§ EXERCISE OBJECTIVE: Find every line below where the string "CacheStore" shows up, and copy those lines.
------ DATA EXTRACT
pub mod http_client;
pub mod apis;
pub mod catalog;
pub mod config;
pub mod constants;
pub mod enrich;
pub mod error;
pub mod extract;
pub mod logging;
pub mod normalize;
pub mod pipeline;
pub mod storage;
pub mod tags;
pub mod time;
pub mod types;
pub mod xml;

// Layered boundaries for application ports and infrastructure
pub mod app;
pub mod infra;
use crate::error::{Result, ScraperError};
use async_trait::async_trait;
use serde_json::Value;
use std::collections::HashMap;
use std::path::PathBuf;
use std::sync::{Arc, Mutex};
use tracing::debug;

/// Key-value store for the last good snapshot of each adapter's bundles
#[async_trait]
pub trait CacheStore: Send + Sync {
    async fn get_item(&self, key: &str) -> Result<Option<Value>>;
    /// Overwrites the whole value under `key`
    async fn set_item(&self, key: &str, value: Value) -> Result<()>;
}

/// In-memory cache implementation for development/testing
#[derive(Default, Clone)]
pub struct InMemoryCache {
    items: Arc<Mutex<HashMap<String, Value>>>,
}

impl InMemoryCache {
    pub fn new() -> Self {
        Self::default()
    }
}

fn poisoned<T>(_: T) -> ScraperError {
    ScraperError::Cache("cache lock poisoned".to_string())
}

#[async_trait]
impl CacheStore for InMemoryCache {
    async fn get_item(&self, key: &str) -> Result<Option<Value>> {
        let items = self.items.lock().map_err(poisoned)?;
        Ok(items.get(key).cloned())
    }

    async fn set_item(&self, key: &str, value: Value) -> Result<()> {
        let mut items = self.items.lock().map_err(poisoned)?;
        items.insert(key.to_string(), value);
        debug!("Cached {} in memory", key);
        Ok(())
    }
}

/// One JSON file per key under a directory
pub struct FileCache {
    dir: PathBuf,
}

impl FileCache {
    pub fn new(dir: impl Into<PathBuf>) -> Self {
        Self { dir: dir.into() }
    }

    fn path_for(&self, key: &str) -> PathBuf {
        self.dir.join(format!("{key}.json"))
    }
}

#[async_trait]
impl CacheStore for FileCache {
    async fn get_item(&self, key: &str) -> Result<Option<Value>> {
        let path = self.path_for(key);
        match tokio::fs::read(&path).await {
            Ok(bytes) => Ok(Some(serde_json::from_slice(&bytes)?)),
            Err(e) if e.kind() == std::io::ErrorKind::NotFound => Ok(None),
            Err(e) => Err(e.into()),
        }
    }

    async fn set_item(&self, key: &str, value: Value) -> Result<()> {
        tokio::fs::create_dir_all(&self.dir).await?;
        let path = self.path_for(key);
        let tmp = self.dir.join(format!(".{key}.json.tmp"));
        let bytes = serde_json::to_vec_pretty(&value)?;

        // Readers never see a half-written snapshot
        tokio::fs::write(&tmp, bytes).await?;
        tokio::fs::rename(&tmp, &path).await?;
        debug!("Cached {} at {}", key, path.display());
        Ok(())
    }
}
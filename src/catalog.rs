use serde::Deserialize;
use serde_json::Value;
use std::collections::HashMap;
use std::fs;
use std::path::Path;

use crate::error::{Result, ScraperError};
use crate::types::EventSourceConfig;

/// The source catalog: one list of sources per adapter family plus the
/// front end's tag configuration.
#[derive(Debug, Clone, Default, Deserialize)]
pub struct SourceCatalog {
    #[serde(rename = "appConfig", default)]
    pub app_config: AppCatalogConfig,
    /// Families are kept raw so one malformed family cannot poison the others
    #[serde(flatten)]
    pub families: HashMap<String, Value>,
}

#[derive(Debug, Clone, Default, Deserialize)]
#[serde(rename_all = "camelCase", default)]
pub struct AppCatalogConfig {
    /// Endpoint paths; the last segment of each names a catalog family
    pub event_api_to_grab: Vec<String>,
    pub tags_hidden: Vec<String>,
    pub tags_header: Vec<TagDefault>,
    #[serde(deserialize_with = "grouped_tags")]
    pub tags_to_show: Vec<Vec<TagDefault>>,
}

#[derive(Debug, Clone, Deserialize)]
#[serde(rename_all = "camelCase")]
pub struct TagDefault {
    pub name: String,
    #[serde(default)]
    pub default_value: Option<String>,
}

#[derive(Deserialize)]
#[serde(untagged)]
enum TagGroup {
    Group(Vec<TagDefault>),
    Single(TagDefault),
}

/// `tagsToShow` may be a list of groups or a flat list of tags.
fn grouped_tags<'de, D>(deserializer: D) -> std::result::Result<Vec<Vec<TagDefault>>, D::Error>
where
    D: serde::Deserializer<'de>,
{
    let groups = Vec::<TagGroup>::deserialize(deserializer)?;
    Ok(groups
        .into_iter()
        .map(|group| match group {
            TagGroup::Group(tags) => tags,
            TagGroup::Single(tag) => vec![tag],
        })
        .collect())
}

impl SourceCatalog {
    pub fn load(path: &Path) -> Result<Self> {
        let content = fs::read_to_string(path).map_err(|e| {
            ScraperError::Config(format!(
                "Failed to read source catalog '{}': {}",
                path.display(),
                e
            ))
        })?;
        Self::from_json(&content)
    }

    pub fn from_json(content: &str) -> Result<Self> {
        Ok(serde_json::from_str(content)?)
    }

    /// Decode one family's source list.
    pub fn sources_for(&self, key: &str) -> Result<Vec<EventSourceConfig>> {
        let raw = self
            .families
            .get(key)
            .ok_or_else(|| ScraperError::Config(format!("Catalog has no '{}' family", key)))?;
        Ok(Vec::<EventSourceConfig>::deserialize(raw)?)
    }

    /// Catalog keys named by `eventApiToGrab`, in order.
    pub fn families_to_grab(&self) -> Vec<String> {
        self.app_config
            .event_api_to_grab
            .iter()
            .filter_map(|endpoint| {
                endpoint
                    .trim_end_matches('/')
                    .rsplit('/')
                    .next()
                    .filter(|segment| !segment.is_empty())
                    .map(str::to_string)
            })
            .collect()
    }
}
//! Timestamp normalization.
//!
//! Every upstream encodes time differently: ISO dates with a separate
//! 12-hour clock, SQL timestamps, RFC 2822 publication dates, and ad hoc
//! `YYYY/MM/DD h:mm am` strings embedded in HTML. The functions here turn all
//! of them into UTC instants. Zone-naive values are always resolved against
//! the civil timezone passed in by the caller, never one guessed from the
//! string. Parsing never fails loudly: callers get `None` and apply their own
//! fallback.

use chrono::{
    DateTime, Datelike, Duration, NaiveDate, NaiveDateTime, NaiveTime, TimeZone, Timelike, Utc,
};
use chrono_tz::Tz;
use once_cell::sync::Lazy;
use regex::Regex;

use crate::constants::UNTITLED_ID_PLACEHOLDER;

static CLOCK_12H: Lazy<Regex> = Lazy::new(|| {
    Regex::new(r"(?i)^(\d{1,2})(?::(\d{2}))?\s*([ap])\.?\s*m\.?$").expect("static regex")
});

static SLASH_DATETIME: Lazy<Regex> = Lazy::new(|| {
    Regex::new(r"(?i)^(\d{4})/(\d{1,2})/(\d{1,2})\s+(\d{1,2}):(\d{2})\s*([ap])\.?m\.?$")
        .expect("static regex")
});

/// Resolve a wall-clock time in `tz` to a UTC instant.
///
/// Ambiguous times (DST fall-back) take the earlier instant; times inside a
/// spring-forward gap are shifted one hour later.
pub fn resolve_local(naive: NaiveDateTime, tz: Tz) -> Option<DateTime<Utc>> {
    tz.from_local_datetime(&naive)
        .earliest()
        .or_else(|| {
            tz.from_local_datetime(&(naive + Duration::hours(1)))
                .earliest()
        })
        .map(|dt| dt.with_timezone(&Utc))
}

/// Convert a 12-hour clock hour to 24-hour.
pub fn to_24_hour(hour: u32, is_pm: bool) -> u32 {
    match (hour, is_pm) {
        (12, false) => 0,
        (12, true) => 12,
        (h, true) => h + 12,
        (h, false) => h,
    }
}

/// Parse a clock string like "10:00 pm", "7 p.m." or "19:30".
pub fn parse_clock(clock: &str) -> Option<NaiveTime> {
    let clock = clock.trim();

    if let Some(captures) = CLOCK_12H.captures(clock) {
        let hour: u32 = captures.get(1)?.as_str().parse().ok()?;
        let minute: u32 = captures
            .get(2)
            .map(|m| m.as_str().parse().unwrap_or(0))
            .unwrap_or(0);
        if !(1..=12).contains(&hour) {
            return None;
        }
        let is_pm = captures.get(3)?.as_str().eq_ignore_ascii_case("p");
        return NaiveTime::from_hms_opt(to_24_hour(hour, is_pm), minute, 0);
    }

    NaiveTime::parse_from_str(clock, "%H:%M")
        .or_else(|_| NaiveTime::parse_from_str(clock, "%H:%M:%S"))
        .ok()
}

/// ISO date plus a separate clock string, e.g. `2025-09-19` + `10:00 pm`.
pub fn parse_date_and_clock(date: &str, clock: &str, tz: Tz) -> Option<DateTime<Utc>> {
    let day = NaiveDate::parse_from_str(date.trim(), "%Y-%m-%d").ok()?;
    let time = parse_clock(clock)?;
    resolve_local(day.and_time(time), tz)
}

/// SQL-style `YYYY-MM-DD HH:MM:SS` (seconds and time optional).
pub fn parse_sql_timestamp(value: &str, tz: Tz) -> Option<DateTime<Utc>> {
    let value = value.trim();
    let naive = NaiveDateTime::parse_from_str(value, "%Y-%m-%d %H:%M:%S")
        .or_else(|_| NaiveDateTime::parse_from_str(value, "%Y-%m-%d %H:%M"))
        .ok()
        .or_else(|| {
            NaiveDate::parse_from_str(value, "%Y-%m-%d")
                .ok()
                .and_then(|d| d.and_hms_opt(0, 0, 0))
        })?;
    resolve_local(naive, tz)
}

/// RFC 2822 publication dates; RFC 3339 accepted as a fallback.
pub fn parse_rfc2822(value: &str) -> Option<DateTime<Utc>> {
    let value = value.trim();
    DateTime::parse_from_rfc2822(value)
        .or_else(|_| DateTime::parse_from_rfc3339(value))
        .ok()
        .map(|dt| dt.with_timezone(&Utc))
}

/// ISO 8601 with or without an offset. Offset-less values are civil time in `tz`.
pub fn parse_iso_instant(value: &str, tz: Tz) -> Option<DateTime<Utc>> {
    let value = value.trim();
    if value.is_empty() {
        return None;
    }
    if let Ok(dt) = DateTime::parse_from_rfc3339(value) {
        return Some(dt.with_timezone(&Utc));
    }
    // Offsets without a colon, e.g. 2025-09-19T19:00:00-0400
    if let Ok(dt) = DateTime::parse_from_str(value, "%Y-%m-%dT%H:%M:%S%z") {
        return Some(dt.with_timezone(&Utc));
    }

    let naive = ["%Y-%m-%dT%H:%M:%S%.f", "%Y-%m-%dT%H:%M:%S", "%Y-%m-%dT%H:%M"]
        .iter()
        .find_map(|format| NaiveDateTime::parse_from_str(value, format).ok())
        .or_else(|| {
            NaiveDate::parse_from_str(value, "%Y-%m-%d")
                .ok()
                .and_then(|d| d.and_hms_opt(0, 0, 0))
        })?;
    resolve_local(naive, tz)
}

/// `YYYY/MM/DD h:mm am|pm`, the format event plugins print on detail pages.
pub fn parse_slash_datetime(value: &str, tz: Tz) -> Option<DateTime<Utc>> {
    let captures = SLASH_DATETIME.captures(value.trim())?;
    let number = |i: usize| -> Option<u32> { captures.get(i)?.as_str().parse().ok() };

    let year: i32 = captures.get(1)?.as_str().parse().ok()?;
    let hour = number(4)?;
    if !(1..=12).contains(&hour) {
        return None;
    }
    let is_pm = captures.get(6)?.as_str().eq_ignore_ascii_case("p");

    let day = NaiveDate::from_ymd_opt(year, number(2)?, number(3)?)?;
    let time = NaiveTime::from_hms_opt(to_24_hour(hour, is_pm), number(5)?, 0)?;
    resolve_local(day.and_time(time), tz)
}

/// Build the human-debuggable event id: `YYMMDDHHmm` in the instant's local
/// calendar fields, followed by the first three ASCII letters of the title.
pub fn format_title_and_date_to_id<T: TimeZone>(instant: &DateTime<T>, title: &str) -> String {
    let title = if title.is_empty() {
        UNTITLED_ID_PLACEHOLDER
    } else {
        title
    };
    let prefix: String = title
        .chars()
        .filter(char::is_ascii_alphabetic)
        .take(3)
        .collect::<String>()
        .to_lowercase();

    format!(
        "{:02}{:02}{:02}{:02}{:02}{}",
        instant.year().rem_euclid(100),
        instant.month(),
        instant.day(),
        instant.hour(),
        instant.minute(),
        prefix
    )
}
------------
§ ANSWER FOR THE TASK:
pub trait CacheStore: Send + Sync {
impl CacheStore for InMemoryCache {
impl CacheStore for FileCache {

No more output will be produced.